香港は中国の一部でありますが、1国2制度の原則が維持され、金融分野でも独自の政策をとっています
その最たるものが独自の通貨で、現在も(人民元ではなく)香港ドルが使われています
この記事では、その香港のお金の特徴についてできるだけ分かりやすく記事にまとめていきますので、皆さんの参考になればと思います
香港のお金はどの銀行が発行している?
日本の場合、紙幣の発行は中央銀行である日本銀行が発行していますが、香港の場合には中央銀行がありません
そこで3つの民間銀行が香港ドル紙幣を発行している比較的珍しい事例となります(因みに英国も同じ)

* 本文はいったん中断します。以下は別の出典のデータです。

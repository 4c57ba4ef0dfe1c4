use rust_decimal::Decimal;
use rust_decimal_macros::dec;
use serde::{Deserialize, Serialize};

use crate::types::{Money, Rate};

/// Income tax regime under Indian income-tax law.
#[derive(Debug, Clone, Copy, Default, PartialEq, Eq, Hash, Serialize, Deserialize)]
#[serde(rename_all = "lowercase")]
pub enum TaxRegime {
    #[default]
    New,
    Old,
}

/// A taxable-income bracket taxed at a single marginal rate.
///
/// Covers income above `lower` up to and including `upper`; the top slab has
/// no upper bound.
#[derive(Debug, Clone, PartialEq, Serialize, Deserialize)]
pub struct TaxSlab {
    pub lower: Money,
    pub upper: Option<Money>,
    pub rate: Rate,
}

/// Tax charged within one slab.
#[derive(Debug, Clone, PartialEq, Serialize, Deserialize)]
pub struct SlabCharge {
    pub lower: Money,
    pub upper: Option<Money>,
    pub rate: Rate,
    pub taxable_in_slab: Money,
    pub tax: Money,
}

fn slab(lower: Decimal, upper: Option<Decimal>, rate: Decimal) -> TaxSlab {
    TaxSlab { lower, upper, rate }
}

/// Slab table for `regime` (FY 2024-25 rates).
pub fn slabs_for(regime: TaxRegime) -> Vec<TaxSlab> {
    match regime {
        TaxRegime::New => vec![
            slab(dec!(0), Some(dec!(300_000)), dec!(0)),
            slab(dec!(300_000), Some(dec!(600_000)), dec!(0.05)),
            slab(dec!(600_000), Some(dec!(900_000)), dec!(0.10)),
            slab(dec!(900_000), Some(dec!(1_200_000)), dec!(0.15)),
            slab(dec!(1_200_000), Some(dec!(1_500_000)), dec!(0.20)),
            slab(dec!(1_500_000), None, dec!(0.30)),
        ],
        TaxRegime::Old => vec![
            slab(dec!(0), Some(dec!(250_000)), dec!(0)),
            slab(dec!(250_000), Some(dec!(500_000)), dec!(0.05)),
            slab(dec!(500_000), Some(dec!(1_000_000)), dec!(0.20)),
            slab(dec!(1_000_000), None, dec!(0.30)),
        ],
    }
}

/// Apply marginal slab rates to `income`, returning the charge in every slab
/// the income reaches. Slabs must be sorted by `lower` and contiguous.
pub fn apply_slabs(income: Money, slabs: &[TaxSlab]) -> Vec<SlabCharge> {
    slabs
        .iter()
        .take_while(|s| income > s.lower)
        .map(|s| {
            let top = match s.upper {
                Some(upper) => income.min(upper),
                None => income,
            };
            let taxable_in_slab = top - s.lower;
            SlabCharge {
                lower: s.lower,
                upper: s.upper,
                rate: s.rate,
                taxable_in_slab,
                tax: taxable_in_slab * s.rate,
            }
        })
        .collect()
}

/// Total slab tax on `income`.
pub fn slab_tax(income: Money, slabs: &[TaxSlab]) -> Money {
    apply_slabs(income, slabs).iter().map(|c| c.tax).sum()
}

#[cfg(test)]
mod tests {
    use super::*;

    #[test]
    fn test_new_regime_breakpoints() {
        let new = slabs_for(TaxRegime::New);
        assert_eq!(slab_tax(dec!(300_000), &new), Decimal::ZERO);
        assert_eq!(slab_tax(dec!(600_000), &new), dec!(15_000));
        assert_eq!(slab_tax(dec!(900_000), &new), dec!(45_000));
        assert_eq!(slab_tax(dec!(1_200_000), &new), dec!(90_000));
        assert_eq!(slab_tax(dec!(1_500_000), &new), dec!(150_000));
        assert_eq!(slab_tax(dec!(2_000_000), &new), dec!(300_000));
    }

    #[test]
    fn test_old_regime_breakpoints() {
        let old = slabs_for(TaxRegime::Old);
        assert_eq!(slab_tax(dec!(250_000), &old), Decimal::ZERO);
        assert_eq!(slab_tax(dec!(500_000), &old), dec!(12_500));
        assert_eq!(slab_tax(dec!(1_000_000), &old), dec!(112_500));
        assert_eq!(slab_tax(dec!(1_200_000), &old), dec!(172_500));
    }

    #[test]
    fn test_one_unit_above_breakpoint() {
        let new = slabs_for(TaxRegime::New);
        assert_eq!(slab_tax(dec!(300_001), &new), dec!(0.05));
    }

    #[test]
    fn test_breakdown_lists_reached_slabs_only() {
        let charges = apply_slabs(dec!(700_000), &slabs_for(TaxRegime::New));
        assert_eq!(charges.len(), 3);
        assert_eq!(charges[2].taxable_in_slab, dec!(100_000));
        assert_eq!(charges[2].tax, dec!(10_000));
    }

    #[test]
    fn test_zero_income() {
        assert!(apply_slabs(Decimal::ZERO, &slabs_for(TaxRegime::Old)).is_empty());
    }

    #[test]
    fn test_tables_are_contiguous() {
        for regime in [TaxRegime::New, TaxRegime::Old] {
            let table = slabs_for(regime);
            for pair in table.windows(2) {
                assert_eq!(pair[0].upper, Some(pair[1].lower));
                assert!(pair[1].rate >= pair[0].rate);
            }
            assert!(table.last().unwrap().upper.is_none());
        }
    }
}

香港上海銀行(HSBC)、中国銀行(香港)、スタンダードチャータード銀行(香港)の順に流通額が多いです。
2019年時点では流通額のシェアは、HSBCが約6割、中国銀行がやく3割、SCが1割というもので圧倒的な差があります
同じ額面の紙幣でも、異なるデザインが流通しているため、初めは違和感を感じてしまいますが、それもまた楽しみに変わるでしょう
香港ドルの為替レートは?
民間銀行が紙幣を発行する際の取り扱いとして、カレンシーボードという為替政策をとっています
少し込み入った話ですが、発行紙幣の額面に対して1USD=7.8香港ドルで換算した米ドル額をHKMA(香港金融管理局)が運営する外国為替基金に預け入れ、同額の債務証書を受領することが求められています
またさらに香港は変動相場制を採用せず、通貨である香港ドルの価値を米ドルに対して固定し、1ドル=7.8香港ドルになるように管理されています
細かい仕組みはともかく、これにより香港ドルの発行紙幣が、米ドルにしっかり裏付けられることになります(ドルペッグ制)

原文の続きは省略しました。